- Cost $40 billion.
- Have a ticket cost of $55 to travel from San Francisco to Los Angeles.
- Transport 94 million passengers a year.
- The time of travel would be 2.5 hours.
- The rail line would operate with a surplus and no subsidies would be needed.
- 450,000 sustainable jobs would be created.
With the Republicans about to take over the money appropriations control in the House of Representatives, there will be no more federal tax money going to this project for quite some time. I think we can be sure there will be no more for at least the next 6 years, if not for the next 10 years. The short segment of the rail to be built will not be operated until more is built. This is likely to help guarantee that if a bullet train is ever built from San Francisco to Los Angeles, the short segment will be obsolete and the route may well be changed. It will be better if it were never built even in part. It will be good if it is abandoned even after this segment from nowhere to nowhere is built. The California authority that planned this line and two years ago made the claims above before the voters approved the bond measure, now says in the best bait and switch fashion:
- The cost will be $42.6 billion.
- The one-way ticket cost has increased to $105.
- The construction cost will be somewhere between $62 billion and $213 billion.
- The one-way ticket cost will be about $190.
- At least $19 billion of federal money will have to be provided if there is to be any hope that the train will not have to be subsidized by California taxpayers, even though the authorizing legislation forbids that.
- The 450,000 sustainable job workers are twice as many as the California government's active work force. How realistic is it that so many jobs might be created by this rail line?

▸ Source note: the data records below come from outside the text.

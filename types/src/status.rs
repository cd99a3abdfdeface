//! Form lifecycle states and the legal edges between them.
//!
//! ```text
//! draft ──submit──▶ submitted ──review──▶ under_review ◀──▶ approved
//!                        │                     ▲  │           ▲
//!                        └──────review─────────┼──┴──▶ rejected
//! ```
//!
//! `draft` is the only unlocked state and nothing returns to it.

use std::fmt;
use std::str::FromStr;

use serde::{Deserialize, Serialize};
use thiserror::Error;

#[derive(Debug, Clone, Copy, PartialEq, Eq, Hash, Default, Serialize, Deserialize)]
#[serde(rename_all = "snake_case")]
pub enum FormStatus {
    #[default]
    Draft,
    Submitted,
    UnderReview,
    Approved,
    Rejected,
}

const STATUS_PARSE_VALUES: &[&str] = &[
    "draft",
    "submitted",
    "under_review",
    "approved",
    "rejected",
];

#[derive(Debug, Clone, PartialEq, Eq, Error)]
#[error("invalid {kind} value '{raw}'; expected one of: {expected:?}")]
pub struct EnumParseError {
    kind: &'static str,
    raw: String,
    expected: &'static [&'static str],
}

impl EnumParseError {
    #[must_use]
    pub fn new(kind: &'static str, raw: impl Into<String>, expected: &'static [&'static str]) -> Self {
        Self {
            kind,
            raw: raw.into(),
            expected,
        }
    }

    #[must_use]
    pub fn raw(&self) -> &str {
        &self.raw
    }
}

/// Why a requested status change was refused.
#[derive(Debug, Clone, Copy, PartialEq, Eq, Error)]
pub enum TransitionError {
    #[error("cannot submit a form in status {from}; only draft forms can be submitted")]
    NotDraft { from: FormStatus },
    #[error("cannot review a form in status {from}; it has not been submitted")]
    NotSubmitted { from: FormStatus },
    #[error("invalid review transition from {from} to {to}")]
    InvalidReviewTarget { from: FormStatus, to: FormStatus },
}

impl FormStatus {
    #[must_use]
    pub const fn as_str(self) -> &'static str {
        match self {
            Self::Draft => "draft",
            Self::Submitted => "submitted",
            Self::UnderReview => "under_review",
            Self::Approved => "approved",
            Self::Rejected => "rejected",
        }
    }

    #[must_use]
    pub const fn all() -> &'static [FormStatus] {
        &[
            Self::Draft,
            Self::Submitted,
            Self::UnderReview,
            Self::Approved,
            Self::Rejected,
        ]
    }

    /// Lock state implied by this status (`draft` is the only editable one).
    #[must_use]
    pub const fn is_locked(self) -> bool {
        !matches!(self, Self::Draft)
    }

    /// Statuses an administrator may set through review.
    #[must_use]
    pub const fn is_review_target(self) -> bool {
        matches!(self, Self::UnderReview | Self::Approved | Self::Rejected)
    }

    /// `draft → submitted`. Any other source state is refused, including a
    /// form that is already submitted, so duplicate submits are observable.
    pub fn submit(self) -> Result<FormStatus, TransitionError> {
        match self {
            Self::Draft => Ok(Self::Submitted),
            from => Err(TransitionError::NotDraft { from }),
        }
    }

    /// Administrative move between locked states.
    ///
    /// Every locked state can reach `under_review`, `approved` and `rejected`
    /// (re-review after rejection included). `draft` and `submitted` are never
    /// targets, and a draft form cannot be reviewed at all.
    pub fn review(self, to: FormStatus) -> Result<FormStatus, TransitionError> {
        if !self.is_locked() {
            return Err(TransitionError::NotSubmitted { from: self });
        }
        if !to.is_review_target() {
            return Err(TransitionError::InvalidReviewTarget { from: self, to });
        }
        Ok(to)
    }
}

impl FromStr for FormStatus {
    type Err = EnumParseError;

    fn from_str(s: &str) -> Result<Self, Self::Err> {
        let normalized = s.trim().to_ascii_lowercase().replace('-', "_");
        Self::all()
            .iter()
            .copied()
            .find(|status| status.as_str() == normalized)
            .ok_or_else(|| EnumParseError::new("form status", s.trim(), STATUS_PARSE_VALUES))
    }
}

impl fmt::Display for FormStatus {
    fn fmt(&self, f: &mut fmt::Formatter<'_>) -> fmt::Result {
        f.write_str(self.as_str())
    }
}

#[cfg(test)]
mod tests {
    use super::*;

    #[test]
    fn only_draft_is_unlocked() {
        for status in FormStatus::all() {
            assert_eq!(status.is_locked(), *status != FormStatus::Draft);
        }
    }

    #[test]
    fn submit_only_from_draft() {
        assert_eq!(FormStatus::Draft.submit(), Ok(FormStatus::Submitted));
        for status in &FormStatus::all()[1..] {
            assert_eq!(
                status.submit(),
                Err(TransitionError::NotDraft { from: *status })
            );
        }
    }

    #[test]
    fn review_targets_reachable_from_every_locked_state() {
        let locked = [
            FormStatus::Submitted,
            FormStatus::UnderReview,
            FormStatus::Approved,
            FormStatus::Rejected,
        ];
        let targets = [
            FormStatus::UnderReview,
            FormStatus::Approved,
            FormStatus::Rejected,
        ];
        for from in locked {
            for to in targets {
                assert_eq!(from.review(to), Ok(to), "{from} -> {to}");
            }
        }
    }

    #[test]
    fn review_never_reopens_or_resubmits() {
        assert_eq!(
            FormStatus::Rejected.review(FormStatus::Draft),
            Err(TransitionError::InvalidReviewTarget {
                from: FormStatus::Rejected,
                to: FormStatus::Draft,
            })
        );
        assert!(FormStatus::UnderReview.review(FormStatus::Submitted).is_err());
    }

    #[test]
    fn review_requires_locked_form() {
        let err = FormStatus::Draft.review(FormStatus::Approved).unwrap_err();
        assert_eq!(err, TransitionError::NotSubmitted { from: FormStatus::Draft });
    }

    #[test]
    fn parse_accepts_wire_names() {
        assert_eq!("under_review".parse::<FormStatus>(), Ok(FormStatus::UnderReview));
        assert_eq!(" Approved ".parse::<FormStatus>(), Ok(FormStatus::Approved));
        assert_eq!("under-review".parse::<FormStatus>(), Ok(FormStatus::UnderReview));
        let err = "archived".parse::<FormStatus>().unwrap_err();
        assert_eq!(err.raw(), "archived");
    }

    #[test]
    fn serde_uses_snake_case() {
        assert_eq!(
            serde_json::to_string(&FormStatus::UnderReview).unwrap(),
            "\"under_review\""
        );
    }
}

Meanwhile, the Central Valley of California has suffered from severe water shortages for the last several years. Central planners have a lot to do with this problem also. California has two major water projects controlled by central planners. The Central Valley Project of 1933 is a creature of Franklin D. Roosevelt's New Deal. The State Water Project of 1960 began under Democrat Gov. Pat Brown. These two programs caused agricultural land use to increase from 4.9 to 8.6 million acres. This huge increase in agricultural water use was based on water subsidies, water user fees rather than prices that fluctuate with supply and demand, water monopolies by the government, and a lack of water property rights. All of these factors cause the uneconomical use of water. This generally means that water will of course be used carelessly and wasted. The effect is not unlike the use of the hard-earned money of California and American taxpayers to pay for a short bullet train track segment from Nowhere to Nowhere which will never be used.
Meanwhile, it is worth our noting that the newly elected Republican governors of Ohio and Wisconsin, have announced that they were returning the high speed train grants given to their states by the Progressive Socialists. The returned Wisconsin money was for a train route from Milwaukee to Madison and the Ohio line was to go from Cleveland to Columbus to Cincinnati. Secretary of Transportation LaHood has given the returned $1.2 billion to 13 states that want to build these taxpayer blood-sucking high speed trains. John Kasich and Scott Walker have no doubt saved the states of Ohio and Wisconsin a fortune in wasted capital expense and subsequent train subsidies.
The returned money is going to the Democrat states of California, Illinois, New York, Washington, Vermont, Maine, Massachusetts, Oregon, North Carolina, and Iowa. The toss-up states of Florida, Missouri, and Indiana are also getting money. It is really hard to imagine how Maine, Oregon, North Carolina, Iowa, Missouri, and Indiana will find areas with dense enough populations to make their high speed trains pay. The otherworldly winner of this nonsense has to be Vermont. Its high speed train will go from St. Albans in the northwest corner of the state to Vernon in the southeast corner of the state. St. Albans has a population of 7200 and Vernon's population is 2,000. The biggest city in Vermont is Burlington, with a population of about 39,000. Yes, this is the state that gave us Howard Dean and Bernie Sanders. What can you expect. The 13 states taking the high speed train money will rue the day they did. No, not the damn politicians, it is the weary and overloaded taxpayer mules who will do the ruing. At least most of these non-ruminating mules are Democrat asses.
2 comments:
This would be a huge step for high speed trains in the Unites States; building construction is a huge industry and a high speed train of this magnitude would require a lot of resources. Europe is way ahead of the U.S. in terms of its high speed railways. This is an interesting topic that I definitely want to learn more about. I just found out that McGraw Hill's California Construction site is a great place to do that. There are a ton of resources on construction news, current projects, and available products around California. While I do some work for McGraw Hill, I have been using them as a construction resource long before we started working together. Check out their website, it has great information on topics like this.
Yes, Zeph, this high-speed train construction project will require a lot of resources. Those resources will be stolen from the private sector where they would have been used more productively and shoved into the government sector where they will be spent lavishly and perhaps corruptly with much less to show for them. The states have been spending money foolishly on infrastructure construction since the early 1800s. In fact, those foolish canal, turnpike, and early railroad projects caused 9 of 28 states and territories to default on their loan obligations in the early 1840s following the Panic of 1837.
Your comment does not seem to indicate that you actually read my post.